Eurozone inflation slowed more than expected in June, with annual consumer price growth easing to 2.8% from 3.2% in May, while consumer prices fell 0.1% month-on-month, Eurostat reported on Wednesday.
The figures showed energy remained the largest contributor to inflation, although annual energy price growth slowed to 8.7% in June from 10.8% a month earlier, as lower oil prices following the U.S.-Iran deal helped cool overall inflation across the currency bloc.
Services inflation, a closely watched measure for the European Central Bank (ECB), eased to 3.2% from 3.5% in May.
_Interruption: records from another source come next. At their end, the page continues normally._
use sea_orm::Schema;
use sea_orm_migration::prelude::*;

pub mod location_sample {
    use chrono::{DateTime, Utc};
    use sea_orm::entity::prelude::*;
    use uuid::Uuid;

    #[derive(Clone, Debug, PartialEq, DeriveEntityModel)]
    #[sea_orm(table_name = "location_samples")]
    pub struct Model {
        #[sea_orm(primary_key, auto_increment = false)]
        pub id: Uuid,
        pub user_id: String,
        pub latitude: f64,
        pub longitude: f64,
        pub created_at: DateTime<Utc>,
        pub is_valid: bool,
        pub validation_reason: String,
    }

    #[derive(Copy, Clone, Debug, EnumIter, DeriveRelation)]
    pub enum Relation {}

    impl ActiveModelBehavior for ActiveModel {}
}

pub struct Migration;

impl MigrationName for Migration {
    fn name(&self) -> &str {
        "m00001_create_location_samples"
    }
}

#[async_trait::async_trait]
impl MigrationTrait for Migration {
    async fn up(&self, manager: &SchemaManager) -> Result<(), DbErr> {
        let builder = manager.get_database_backend();
        let schema = Schema::new(builder);

        manager
            .create_table(schema.create_table_from_entity(location_sample::Entity))
            .await?;

        // "last N valid samples for a user, newest first"
        manager
            .create_index(
                Index::create()
                    .table(location_sample::Entity)
                    .name("idx_location_samples_user_valid_created")
                    .col(Alias::new("user_id"))
                    .col(Alias::new("is_valid"))
                    .col(Alias::new("created_at"))
                    .to_owned(),
            )
            .await?;

        Ok(())
    }

    async fn down(&self, manager: &SchemaManager) -> Result<(), DbErr> {
        manager
            .drop_index(
                Index::drop()
                    .table(location_sample::Entity)
                    .name("idx_location_samples_user_valid_created")
                    .to_owned(),
            )
            .await?;

        manager
            .drop_table(Table::drop().table(location_sample::Entity).to_owned())
            .await?;

        Ok(())
    }
}
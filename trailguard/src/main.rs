mod commands;
mod config;
mod logging;

use std::path::PathBuf;

use anyhow::Result;
use clap::Parser;
use logging::init_logging;

#[derive(clap::Parser)]
#[command(author, version, about, long_about = None)]
#[command(propagate_version = true)]
pub(crate) struct Cli {
    #[command(subcommand)]
    command: Commands,

    #[arg(long, short, default_value = "/etc/trailguard.yaml", env = "TRAILGUARD_CONFIG")]
    config: PathBuf,
}

#[derive(clap::Subcommand)]
pub(crate) enum Commands {
    /// Validate config file
    Check,
    /// Create the database and apply pending migrations
    Migrate,
    /// Show the ban record of an address
    BanStatus { address: String },
    /// List the most recent valid locations of a user
    History {
        user_id: String,
        #[arg(long, short, default_value_t = 10)]
        limit: u64,
    },
    /// Show abuse protection counters
    Status,
    /// Print the JSON schema of the config file
    ConfigSchema,
}

#[tokio::main]
async fn main() -> Result<()> {
    init_logging()?;

    let cli = Cli::parse();

    match &cli.command {
        Commands::Check => crate::commands::check::command(&cli).await,
        Commands::Migrate => crate::commands::migrate::command(&cli).await,
        Commands::BanStatus { address } => {
            crate::commands::ban_status::command(&cli, address).await
        }
        Commands::History { user_id, limit } => {
            crate::commands::history::command(&cli, user_id, *limit).await
        }
        Commands::Status => crate::commands::status::command(&cli).await,
        Commands::ConfigSchema => crate::commands::config_schema::command(),
    }
}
Inflation for food, alcohol and tobacco also slowed to 1.6% from 1.9%, while non-energy industrial goods inflation held steady at 0.9%.
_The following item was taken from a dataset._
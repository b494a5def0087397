mod coordinates;
mod secret;

pub use coordinates::Coordinates;
pub use secret::Secret;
Core inflation, which excludes energy, food, alcohol and tobacco, eased to 2.4% in June from 2.6% in the previous month.
The figures come as the ECB gauges whether its recent monetary tightening has been enough to curb inflation after the earlier surge in oil and natural gas prices linked to tensions in the Middle East.
Financial markets continue to expect one additional 25-basis-point interest rate hike before the end of the year, which would lift the ECB's deposit rate to 2.5%, although expectations for further tightening have eased as energy markets cooled.
Among the eurozone's four largest economies, Germany's annual inflation slowed to 2.4% from 2.7%, while France's rate dropped to 2% from 2.8%, returning to the ECB's target.
Italy's inflation edged down to 3.1% from 3.2%, while Spain's annual rate held steady at 3.6%. Lithuania posted the highest annual inflation rate among countries with available data at 5.5%, followed by Bulgaria at 5.3%, Croatia at 4.2%, Cyprus at 4% and Greece at 3.9%.
The lowest annual inflation rates were recorded in Malta at 1.9%, followed by France and Estonia at 2%, Germany at 2.4% and Finland at 2.7%.
On a monthly basis, Malta recorded the strongest increase in consumer prices at 1%, followed by Cyprus at 0.8%, while Spain and Lithuania each posted a 0.6% rise.
Belgium, Bulgaria, Estonia and Luxembourg registered the sharpest monthly declines, with prices falling 0.4%. France, Austria and Finland each recorded monthly decreases of 0.3%.